Sunday, October 17, 2010

Canadian Thanksgiving in Budapest

We celebrated Canadian Thanksgiving last Sunday with a 14-person, 2-dog potluck at the official residence. The event was a roaring success: pumpkins decorated the entrance, children and dogs chased each other under the table, conversation flowed in three languages, and there was enough food to feed an army. None of us, though, were entirely convinced by the turkey (catered by a local hotel): I am pretty sure it was in fact a capon.

Richard and I brought a tourtière, a lemon poppy seed cake, a chocolate ginger cake, and sugarplum fairy balls.

The tourtière recipe is available upon request. We were very chuffed that one of the French Canadians at the table asked for seconds – this truly defines the pinnacle of tourtière making.

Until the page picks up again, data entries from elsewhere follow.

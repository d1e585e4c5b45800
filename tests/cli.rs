use pretty_assertions::assert_eq;
use std::fs;
use std::path::{Path, PathBuf};
use std::process::Command;

const MUSEUM: &str = "The museum opened its doors in the spring and the visitors were able to walk \
    through all of the galleries at their own pace, stopping at each of the paintings that had \
    been restored over the course of the last two years by a team of experts who worked with \
    great care on every one of them.";

fn binary() -> Command {
    let mut cmd = Command::new(env!("CARGO_BIN_EXE_ccsieve"));
    cmd.env_remove("CCSIEVE_LOG").env_remove("RUST_LOG");
    cmd
}

fn stoplists() -> PathBuf {
    Path::new(env!("CARGO_MANIFEST_DIR")).join("stoplists")
}

fn capture(uri: &str, body: &str) -> String {
    format!(
        "WARC/1.0\r\nWARC-Type: response\r\nWARC-Target-URI: {uri}\r\n\r\n\
         HTTP/1.1 200 OK\r\nContent-Type: text/html\r\n\r\n{body}\r\n\r\n\r\n"
    )
}

#[test]
fn extract_writes_clean_text_per_capture_file() {
    let fetch_dir = tempfile::tempdir().unwrap();
    let out_dir = tempfile::tempdir().unwrap();
    let page = format!(
        "<html><body><div><a href=\"/\">Home</a> | <a href=\"/shop\">Shop</a></div><p>{MUSEUM}</p></body></html>"
    );
    fs::write(
        fetch_dir.path().join("en_CC-MAIN-2024-30.json"),
        [
            capture("https://museum.example/", &page),
            capture("https://empty.example/", "<html><body></body></html>"),
        ]
        .concat(),
    )
    .unwrap();
    fs::write(fetch_dir.path().join("broken.json"), "not a capture\r\n").unwrap();

    let output = binary()
        .arg("--stoplist-dir")
        .arg(stoplists())
        .arg("extract")
        .arg(fetch_dir.path())
        .arg(out_dir.path())
        .arg("2")
        .arg("--stoplist-lang")
        .arg("en")
        .output()
        .unwrap();

    assert!(
        output.status.success(),
        "stderr: {}",
        String::from_utf8_lossy(&output.stderr)
    );
    let stdout = String::from_utf8_lossy(&output.stdout);
    assert!(stdout.contains("items completed: 2"), "stdout: {stdout}");

    let plain = fs::read_to_string(out_dir.path().join("en_CC-MAIN-2024-30.json.txt")).unwrap();
    assert_eq!(plain, format!("{MUSEUM}\n\n"));
    let annotated = fs::read_to_string(out_dir.path().join("en_CC-MAIN-2024-30.json")).unwrap();
    assert!(annotated.starts_with("WARC/1.0\nWARC-Type: response\nWARC-Target-URI: https://museum.example/\n\n"));
    assert!(!annotated.contains("empty.example"));
    assert_eq!(
        fs::read_to_string(out_dir.path().join("broken.json.txt")).unwrap(),
        ""
    );
}

#[test]
fn extract_rejects_unknown_stoplist() {
    let fetch_dir = tempfile::tempdir().unwrap();
    let out_dir = tempfile::tempdir().unwrap();

    let output = binary()
        .arg("--stoplist-dir")
        .arg(stoplists())
        .arg("extract")
        .arg(fetch_dir.path())
        .arg(out_dir.path())
        .arg("--stoplist-lang")
        .arg("xx")
        .output()
        .unwrap();

    assert!(!output.status.success());
    assert!(String::from_utf8_lossy(&output.stderr).contains("xx.txt"));
}

#[test]
fn skip_existing_leaves_previous_artifacts() {
    let fetch_dir = tempfile::tempdir().unwrap();
    let out_dir = tempfile::tempdir().unwrap();
    fs::write(
        fetch_dir.path().join("done.json"),
        capture("https://museum.example/", &format!("<p>{MUSEUM}</p>")),
    )
    .unwrap();
    fs::write(out_dir.path().join("done.json"), "previous run").unwrap();

    let output = binary()
        .arg("--stoplist-dir")
        .arg(stoplists())
        .arg("extract")
        .arg(fetch_dir.path())
        .arg(out_dir.path())
        .arg("--stoplist-lang")
        .arg("en")
        .arg("--skip-existing")
        .output()
        .unwrap();

    assert!(output.status.success());
    assert!(String::from_utf8_lossy(&output.stdout).contains("items skipped: 1"));
    assert_eq!(
        fs::read_to_string(out_dir.path().join("done.json")).unwrap(),
        "previous run"
    );
}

The sugarplum fairy balls are tiny morsels of fruit and nuts, filled with sweetness and a satisfyingly crunchy texture. They are very Christmasy in their name, their appearance, and their ingredients – but I love them at any time of year, and they work well in a potluck setting. Here they are, nestled in a tub and ready to be transported to the official residence:

Sugarplum fairy balls

What you need:
  • 1 cup dried fruit (apricots, raisins, cranberries, apples, etc.)
  • 1/2 cup walnuts
  • 4 tbsp unsweetened dried coconut
  • 2 tbsp fruit juice
  • 2 tbsp sugar (not superfine)
What you do:
  • In a food processor, mix dried fruit, walnuts and dried coconut until you have a fine, even crumb mixture. Add the fruit juice and mix until moistened.
  • Form into small (1/2 -- 3/4 inch diameter) balls with your hands. Squeeze each ball slightly to make sure that the sugarplums stay together.
  • Roll the balls individually in granulated sugar. Serve as soon as possible.


Pickles said...

How fun having Thanksgiving in another country. It brought back some memories - at first of being homesick, but quickly followed by new friends exicted about a fun evening. Your tourtiere looks delicious!

JMN said...

Thanks! The pastry maple leaves were great -- cut out with cookie cutters, and 'glued' to the pie shell with an egg wash.